Pearl Harbor Essay, Research Paper

On December 7, 1941, Eighteen United States ships, and more than two hundred aircraft’s were either destroyed or damaged. The battleship Arizona was a total wreck, while the West Virginia and the California lay below the Pacific waters. “Approximately 2,555 servicemen and 68 civilians lost their lives that day in an attack that could have well been prevented.”(Linton 12) Consequently Pearl Harbor that day turned into a disaster because of a few mistakes.

While the U.S. watched the struggle in Europe, their relationships with Japan grew steadily worse as time passed. Japan took over Manchuria, began a war with China, and then turned their attention to Indochina and the Indies. After these events the United States position was now obviously clear, they were going to cut Japan off. However Japan’s population could not survive without raw materials, a market, and oil. Japan felt that the United States was interfering in their plan to expand into Eastern Europe. “To make all matters worse, on October 17, 1941 Lieutenant-General Hideki Tojo became the new Japanese Prime Minister.”(Weintraub 54) Then on November 5, Hideki Tojo revealed the plans for war that he felt was increasingly certain. The leaders in Washington also intercepted messages that indicated a possible attack, but the instructions seemed too vague to even be recognized as something serious.

On Saturday December 6, American radio monitors intercepted a message which made it clear Japan was about to break diplomatic relations with the United States. However, radio communications with Hawaii had been down due to the atmospheric conditions so they decided to send the message by cable instead. Since two or three people made minor mistakes the message was delayed.

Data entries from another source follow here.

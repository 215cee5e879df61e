//! # Tiered Response Cache
//!
//! Caches API responses in two layers behind one interface:
//!
//! - **L1** ([`memory::MemoryLayer`]): in-process map with LRU eviction by
//!   byte budget
//! - **L2** ([`persistent::PersistentLayer`]): LMDB environment under
//!   `{cache_dir}/l2`, surviving restarts
//!
//! ## Keys
//!
//! Keys are `{category}:v{namespace_version}:{token}` where the token is a
//! hash of the operation name and its normalized parameters, so equivalent
//! requests share an entry. Bumping `namespace_version` orphans every
//! existing key at once.
//!
//! ## Example
//!
//! ```no_run
//! use scholar_cache::{CacheBackend, CacheConfig, CacheLayer, Category, SetOptions};
//! use serde_json::json;
//!
//! # fn example() -> scholar_cache::Result<()> {
//! let cache = CacheBackend::open(CacheConfig::small("/var/cache/scholar"))?;
//!
//! let mut params = serde_json::Map::new();
//! params.insert("query".into(), json!("CRISPR"));
//! let key = cache.make_key(Category::Search, "esearch", &params);
//!
//! cache.set(&key, json!({"ids": [1, 2, 3]}), &SetOptions::for_category(Category::Search));
//! assert!(cache.get(&key, CacheLayer::Any).is_some());
//! # Ok(())
//! # }
//! ```

pub mod backend;
pub mod config;
pub mod entry;
pub mod invalidation;
pub mod key;
pub mod memory;
pub mod persistent;
pub mod types;

pub use backend::{BackendHealth, BackendStatus, CacheBackend, SetOptions};
pub use config::{CacheConfig, CacheConfigBuilder};
pub use entry::{CacheEntry, Lookup};
pub use invalidation::{GlobPattern, InvalidationReason};
pub use key::{make_key, normalize_params, CacheKeyBuilder};
pub use persistent::PersistentLayer;
pub use types::{CacheKey, CacheLayer, CacheStats, CacheValue, Category, LayerStats, StorageUsage};
//! # Scholar Cache (scholar-cache)
//!
//! Caching infrastructure for clients of literature APIs (search endpoints,
//! record lookups, full-text downloads).
//!
//! ## Features
//!
//! - Two-layer response cache: in-memory LRU in front of an LMDB store
//! - Parameter-normalized cache keys with namespace versioning
//! - Per-category TTLs with jitter
//! - Invalidation by tag, glob pattern, category or age
//! - Content-addressed artifact store with deduplication and LRU garbage collection
//! - Per-layer metrics with latency percentiles
//! - Threshold-based health monitoring with alert callbacks
//!
//! Cache operations never fail the caller: a broken layer degrades to misses
//! and skipped writes, counted as errors in the metrics.
//!
//! ## Response Cache
//!
//! ```no_run
//! use scholar_cache::{CacheBackend, CacheConfig, CacheKeyBuilder, CacheLayer, Category, SetOptions};
//! use serde_json::json;
//!
//! fn main() -> anyhow::Result<()> {
//!     let config = CacheConfig::builder()
//!         .cache_dir("/var/cache/scholar")
//!         .l1_size_limit_mb(64)
//!         .build()?;
//!     let cache = CacheBackend::open(config)?;
//!
//!     let key = CacheKeyBuilder::new(Category::Record, "efetch")
//!         .param("id", "PMC123456")
//!         .build(cache.config().namespace_version);
//!
//!     cache.set(&key, json!({"title": "..."}), &SetOptions::for_category(Category::Record));
//!     if let Some(value) = cache.get(&key, CacheLayer::Any) {
//!         println!("cached: {:?}", value.as_json());
//!     }
//!     Ok(())
//! }
//! ```
//!
//! ## Artifact Store
//!
//! ```no_run
//! use scholar_cache::{ArtifactInfo, ArtifactStore, ArtifactStoreConfig};
//!
//! fn main() -> anyhow::Result<()> {
//!     let store = ArtifactStore::open(ArtifactStoreConfig::new("/var/cache/scholar/artifacts"))?;
//!
//!     let pdf = std::fs::read("paper.pdf")?;
//!     let meta = store.store("pmc:PMC123456:pdf", &pdf, ArtifactInfo::new().mime_type("application/pdf"))?;
//!     println!("stored {} bytes as {}", meta.size, meta.hash_value);
//!
//!     if let Some((content, _)) = store.retrieve("pmc:PMC123456:pdf") {
//!         assert_eq!(content, pdf);
//!     }
//!     Ok(())
//! }
//! ```
//!
//! ## Health Monitoring
//!
//! ```no_run
//! use scholar_cache::{CacheBackend, CacheConfig, HealthMonitor, HealthThresholds};
//! use std::sync::Arc;
//!
//! fn main() -> anyhow::Result<()> {
//!     let cache = Arc::new(CacheBackend::open(CacheConfig::memory_only())?);
//!     let monitor = HealthMonitor::new(cache.clone(), HealthThresholds::default());
//!
//!     monitor.add_alert_callback(|report| {
//!         eprintln!("cache {}: {} issue(s)", report.status, report.issues.len());
//!         Ok(())
//!     });
//!
//!     let report = monitor.check_health();
//!     println!("HTTP {}", report.status.to_http_status_code());
//!     Ok(())
//! }
//! ```

pub mod artifacts;
pub mod cache;
pub mod error;
pub mod health;
pub mod metrics;

// Re-export main types for convenience
pub use artifacts::{
    ArtifactInfo, ArtifactMetadata, ArtifactStore, ArtifactStoreConfig, CompactReport, DiskUsage,
};
pub use cache::{
    BackendHealth, BackendStatus, CacheBackend, CacheConfig, CacheConfigBuilder, CacheKey,
    CacheKeyBuilder, CacheLayer, CacheStats, CacheValue, Category, PersistentLayer, SetOptions,
    StorageUsage,
};
pub use error::{CacheError, Result};
pub use health::{
    HealthIssue, HealthMonitor, HealthReport, HealthStatus, HealthThresholds, Severity,
    StatsSource,
};
pub use metrics::{
    CacheMetrics, Layer, LatencyStats, LatencySummary, LayerSnapshot, MetricEvent, MetricsSnapshot,
    MetricsTimer, OverallMetrics,
};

While saluting our nations flag at the sound of the Star Spangled Banner Nagumo’s fleet had arrived about 230 miles from Oahu unseen and unsuspected by any American. “The first wave consisted of 189 Japanese planes, six carriers, two battleships, three cruisers, several destroyers and tankers all under the command of Japan’s Vice Admiral Chuichi.”(Gross 71) Japan’s first wave reached their targets just before 8:00a.m. finding their targets in neatly arranged rows. An hour and fifty minutes later, the last Japanese plane of 171 from the second wave had left their carriers heading straight for Pearl Harbor.

The attack on Pearl Harbor lasted 110 minutes and in those 110 minutes the United States had suffered the worst Military disaster of its history. There were eight battleships damaged and five were sunk. “Two thousand four hundred American soldiers and sailors were killed and 1,178 were wounded.”(Linton 15) The Japanese on the other hand lost less than 100 men. The attack was one of the most successful operations in history.

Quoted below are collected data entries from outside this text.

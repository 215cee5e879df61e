//! Threshold evaluation and alert delivery

use crate::cache::types::CacheStats;
use crate::error::Result;
use crate::health::{HealthIssue, HealthReport, HealthStatus, HealthThresholds, Severity};
use std::panic::{catch_unwind, AssertUnwindSafe};
use std::sync::{Arc, Mutex, RwLock};
use tracing::{debug, error, warn};

/// Anything that can report cache statistics
///
/// The monitor needs nothing else from the cache, so tests can hand it a
/// minimal fake.
pub trait StatsSource: Send + Sync {
    fn get_stats(&self) -> Result<CacheStats>;
}

/// Outcome of one alert callback
pub type AlertResult = std::result::Result<(), Box<dyn std::error::Error + Send + Sync>>;

/// Called with every report that has issues
pub type AlertCallback = Arc<dyn Fn(&HealthReport) -> AlertResult + Send + Sync>;

/// Evaluates health thresholds over a stats source
pub struct HealthMonitor {
    source: Arc<dyn StatsSource>,
    thresholds: HealthThresholds,
    callbacks: Mutex<Vec<AlertCallback>>,
    last_report: RwLock<Option<Arc<HealthReport>>>,
}

impl HealthMonitor {
    pub fn new(source: Arc<dyn StatsSource>, thresholds: HealthThresholds) -> Self {
        Self {
            source,
            thresholds,
            callbacks: Mutex::new(Vec::new()),
            last_report: RwLock::new(None),
        }
    }

    pub fn thresholds(&self) -> &HealthThresholds {
        &self.thresholds
    }

    /// Register a callback invoked whenever a check finds issues
    pub fn add_alert_callback<F>(&self, callback: F)
    where
        F: Fn(&HealthReport) -> AlertResult + Send + Sync + 'static,
    {
        let mut callbacks = match self.callbacks.lock() {
            Ok(guard) => guard,
            Err(poisoned) => poisoned.into_inner(),
        };
        callbacks.push(Arc::new(callback));
    }

    /// Run every check, keep the report as the latest and deliver alerts
    ///
    /// Never fails: unreadable statistics produce an [`HealthStatus::Unknown`] report.
    pub fn check_health(&self) -> Arc<HealthReport> {
        let report = match catch_unwind(AssertUnwindSafe(|| self.source.get_stats())) {
            Ok(Ok(stats)) => {
                let issues = evaluate(&stats, &self.thresholds);
                HealthReport::from_issues(issues, stats)
            }
            Ok(Err(e)) => {
                error!(error = %e, "Cache statistics unavailable for health check");
                HealthReport::unknown(&e.to_string())
            }
            Err(_) => {
                error!("Cache statistics source panicked during health check");
                HealthReport::unknown("statistics source panicked")
            }
        };
        let report = Arc::new(report);

        match report.status {
            HealthStatus::Healthy => debug!("Cache health check passed"),
            status => warn!(
                %status,
                issues = report.issues.len(),
                "Cache health check found issues"
            ),
        }

        match self.last_report.write() {
            Ok(mut last) => *last = Some(Arc::clone(&report)),
            Err(poisoned) => *poisoned.into_inner() = Some(Arc::clone(&report)),
        }

        if report.has_issues() {
            self.deliver(&report);
        }

        report
    }

    fn deliver(&self, report: &HealthReport) {
        // Clone the list so callbacks run without holding the lock
        let callbacks: Vec<AlertCallback> = match self.callbacks.lock() {
            Ok(guard) => guard.clone(),
            Err(poisoned) => poisoned.into_inner().clone(),
        };

        for (index, callback) in callbacks.iter().enumerate() {
            match catch_unwind(AssertUnwindSafe(|| callback(report))) {
                Ok(Ok(())) => {}
                Ok(Err(e)) => warn!(callback = index, error = %e, "Alert callback failed"),
                Err(_) => error!(callback = index, "Alert callback panicked"),
            }
        }
    }

    /// Most recent report, if any check has run
    pub fn get_last_report(&self) -> Option<Arc<HealthReport>> {
        match self.last_report.read() {
            Ok(last) => last.clone(),
            Err(poisoned) => poisoned.into_inner().clone(),
        }
    }
}

/// Run every check against `stats`; all failures are collected
pub fn evaluate(stats: &CacheStats, thresholds: &HealthThresholds) -> Vec<HealthIssue> {
    let mut issues = Vec::new();
    let overall = &stats.overall;
    let l1 = &stats.layers.l1;
    let l2 = &stats.layers.l2;
    let min_requests = thresholds.min_requests.max(1);

    if overall.total_requests >= min_requests && overall.hit_rate < thresholds.min_hit_rate {
        issues.push(HealthIssue::new(
            Severity::Warning,
            "cache",
            "hit_rate",
            format!(
                "hit rate {:.1}% below {:.1}%",
                overall.hit_rate * 100.0,
                thresholds.min_hit_rate * 100.0
            ),
            overall.hit_rate,
            thresholds.min_hit_rate,
        ));
    }

    let operations =
        overall.hits + overall.misses + overall.sets + overall.deletes + overall.errors;
    if operations >= min_requests && overall.error_rate > thresholds.max_error_rate {
        issues.push(HealthIssue::new(
            Severity::Critical,
            "cache",
            "error_rate",
            format!(
                "error rate {:.1}% above {:.1}%",
                overall.error_rate * 100.0,
                thresholds.max_error_rate * 100.0
            ),
            overall.error_rate,
            thresholds.max_error_rate,
        ));
    }

    if l1.latency.samples > 0 && l1.latency.p99_ms > thresholds.max_l1_p99_latency_ms {
        issues.push(HealthIssue::new(
            Severity::Warning,
            "l1",
            "p99_latency_ms",
            format!("L1 p99 latency {:.2}ms", l1.latency.p99_ms),
            l1.latency.p99_ms,
            thresholds.max_l1_p99_latency_ms,
        ));
    }

    if l2.latency.samples > 0 && l2.latency.p99_ms > thresholds.max_l2_p99_latency_ms {
        issues.push(HealthIssue::new(
            Severity::Warning,
            "l2",
            "p99_latency_ms",
            format!("L2 p99 latency {:.2}ms", l2.latency.p99_ms),
            l2.latency.p99_ms,
            thresholds.max_l2_p99_latency_ms,
        ));
    }

    if l2.total_requests >= min_requests && l2.hit_rate < thresholds.min_l2_hit_rate {
        issues.push(HealthIssue::new(
            Severity::Warning,
            "l2",
            "hit_rate",
            format!("L2 hit rate {:.1}%", l2.hit_rate * 100.0),
            l2.hit_rate,
            thresholds.min_l2_hit_rate,
        ));
    }

    let disk_usage = stats.usage.l2_utilization();
    if stats.usage.l2_available && disk_usage > thresholds.max_l2_disk_usage {
        issues.push(HealthIssue::new(
            Severity::Critical,
            "l2",
            "disk_usage",
            format!("L2 storage {:.1}% full", disk_usage * 100.0),
            disk_usage,
            thresholds.max_l2_disk_usage,
        ));
    }

    issues
}
//! Integration tests for health monitoring over a live cache backend

use scholar_cache::{
    CacheBackend, CacheConfig, CacheError, CacheLayer, CacheStats, HealthMonitor, HealthStatus,
    HealthThresholds, PersistentLayer, Result, SetOptions, Severity, StatsSource,
};
use std::sync::atomic::{AtomicUsize, Ordering};
use std::sync::Arc;

fn memory_backend() -> Arc<CacheBackend> {
    let backend = CacheBackend::new(CacheConfig::memory_only(), PersistentLayer::unavailable("test"))
        .expect("valid config");
    Arc::new(backend)
}

#[test]
fn test_fresh_cache_is_healthy() {
    let monitor = HealthMonitor::new(memory_backend(), HealthThresholds::default());
    let report = monitor.check_health();

    assert_eq!(report.status, HealthStatus::Healthy);
    assert!(!report.has_issues());
    assert_eq!(report.status.to_http_status_code(), 200);
    assert!(report.stats.is_some());
}

#[test]
fn test_all_misses_produce_hit_rate_warning() {
    let backend = memory_backend();
    for i in 0..200 {
        assert!(backend.get(&format!("search:v1:{}", i), CacheLayer::Any).is_none());
    }

    let monitor = HealthMonitor::new(backend, HealthThresholds::default());
    let report = monitor.check_health();

    assert_eq!(report.status, HealthStatus::Warning);
    assert!(report.status.is_operational());
    assert_eq!(report.issues.len(), 1);
    assert_eq!(report.issues[0].component, "cache");
    assert_eq!(report.issues[0].metric, "hit_rate");
    assert_eq!(report.issues[0].value, 0.0);
}

#[test]
fn test_good_hit_rate_clears_warning() {
    let backend = memory_backend();
    backend.set("record:v1:a", "a", &SetOptions::new());
    for _ in 0..9 {
        backend.get("record:v1:a", CacheLayer::Any);
    }
    backend.get("record:v1:missing", CacheLayer::Any);

    let monitor = HealthMonitor::new(backend, HealthThresholds::default());
    assert!(monitor.check_health().is_healthy());
}

#[test]
fn test_l1_write_errors_are_critical() {
    let config = CacheConfig::builder()
        .enable_l2(false)
        .l1_size_limit_bytes(128)
        .build()
        .unwrap();
    let backend = Arc::new(CacheBackend::new(config, PersistentLayer::unavailable("test")).unwrap());
    for i in 0..10 {
        assert!(!backend.set(&format!("fulltext:v1:{}", i), vec![0u8; 1024], &SetOptions::new()));
    }

    let monitor = HealthMonitor::new(backend, HealthThresholds::default());
    let report = monitor.check_health();
    assert_eq!(report.status, HealthStatus::Critical);
    assert_eq!(report.status.to_http_status_code(), 503);
    let critical: Vec<_> = report.issues_with_severity(Severity::Critical).collect();
    assert_eq!(critical.len(), 1);
    assert_eq!(critical[0].metric, "error_rate");
    assert_eq!(critical[0].value, 1.0);
}

struct Unreadable;

impl StatsSource for Unreadable {
    fn get_stats(&self) -> Result<CacheStats> {
        Err(CacheError::MetricsUnavailable("lock poisoned".to_string()))
    }
}

#[test]
fn test_unreadable_stats_give_unknown() {
    let monitor = HealthMonitor::new(Arc::new(Unreadable), HealthThresholds::default());
    let delivered = Arc::new(AtomicUsize::new(0));
    let counter = delivered.clone();
    monitor.add_alert_callback(move |report| {
        assert_eq!(report.status, HealthStatus::Unknown);
        counter.fetch_add(1, Ordering::SeqCst);
        Ok(())
    });

    let report = monitor.check_health();
    assert_eq!(report.status, HealthStatus::Unknown);
    assert!(!report.status.is_operational());
    assert!(report.stats.is_none());
    assert!(report.issues[0].message.contains("lock poisoned"));
    assert_eq!(delivered.load(Ordering::SeqCst), 1);
}

#[test]
fn test_failing_callbacks_do_not_stop_delivery() {
    let backend = memory_backend();
    for i in 0..10 {
        backend.get(&format!("k{}", i), CacheLayer::Any);
    }

    let monitor = HealthMonitor::new(backend, HealthThresholds::default());
    let delivered = Arc::new(AtomicUsize::new(0));

    monitor.add_alert_callback(|_| Err("pager unreachable".into()));
    monitor.add_alert_callback(|_| panic!("alert sink crashed"));
    let counter = delivered.clone();
    monitor.add_alert_callback(move |_| {
        counter.fetch_add(1, Ordering::SeqCst);
        Ok(())
    });

    let report = monitor.check_health();
    assert_eq!(report.status, HealthStatus::Warning);
    assert_eq!(delivered.load(Ordering::SeqCst), 1);

    // still usable after a callback panicked
    monitor.check_health();
    assert_eq!(delivered.load(Ordering::SeqCst), 2);
}

#[test]
fn test_healthy_reports_are_not_delivered() {
    let monitor = HealthMonitor::new(memory_backend(), HealthThresholds::default());
    let delivered = Arc::new(AtomicUsize::new(0));
    let counter = delivered.clone();
    monitor.add_alert_callback(move |_| {
        counter.fetch_add(1, Ordering::SeqCst);
        Ok(())
    });

    monitor.check_health();
    assert_eq!(delivered.load(Ordering::SeqCst), 0);
}

#[test]
fn test_last_report_tracks_latest_check() {
    let backend = memory_backend();
    let monitor = HealthMonitor::new(backend.clone(), HealthThresholds::default());
    assert!(monitor.get_last_report().is_none());

    let first = monitor.check_health();
    assert!(first.is_healthy());

    for i in 0..5 {
        backend.get(&format!("k{}", i), CacheLayer::Any);
    }
    let second = monitor.check_health();
    assert_eq!(second.status, HealthStatus::Warning);

    let last = monitor.get_last_report().unwrap();
    assert!(Arc::ptr_eq(&last, &second));
    assert!(last.timestamp >= first.timestamp);
}

#[test]
fn test_custom_thresholds() {
    let backend = memory_backend();
    for i in 0..10 {
        backend.get(&format!("k{}", i), CacheLayer::Any);
    }

    let lenient = HealthThresholds {
        min_hit_rate: 0.0,
        ..Default::default()
    };
    let monitor = HealthMonitor::new(backend, lenient);
    assert!(monitor.check_health().is_healthy());
}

It seems however American military leadership failed completely. Considering what they knew about the Japanese operations, and what they were learning from the Japanese messages, they didn’t pay enough attention to them. They were responsible for the security of the United States and for themselves. They seemed to know that war was about to break out and they didn’t use it to their advantage. Why wouldn’t they expect a surprise attack? If Japan was known for their surprise attacks fifty years before the Pearl Harbor bombing of which they were successful at what would make this one any different? A military man must always realize that the enemy will try to do what will be most surprising and most damaging to them and also their country.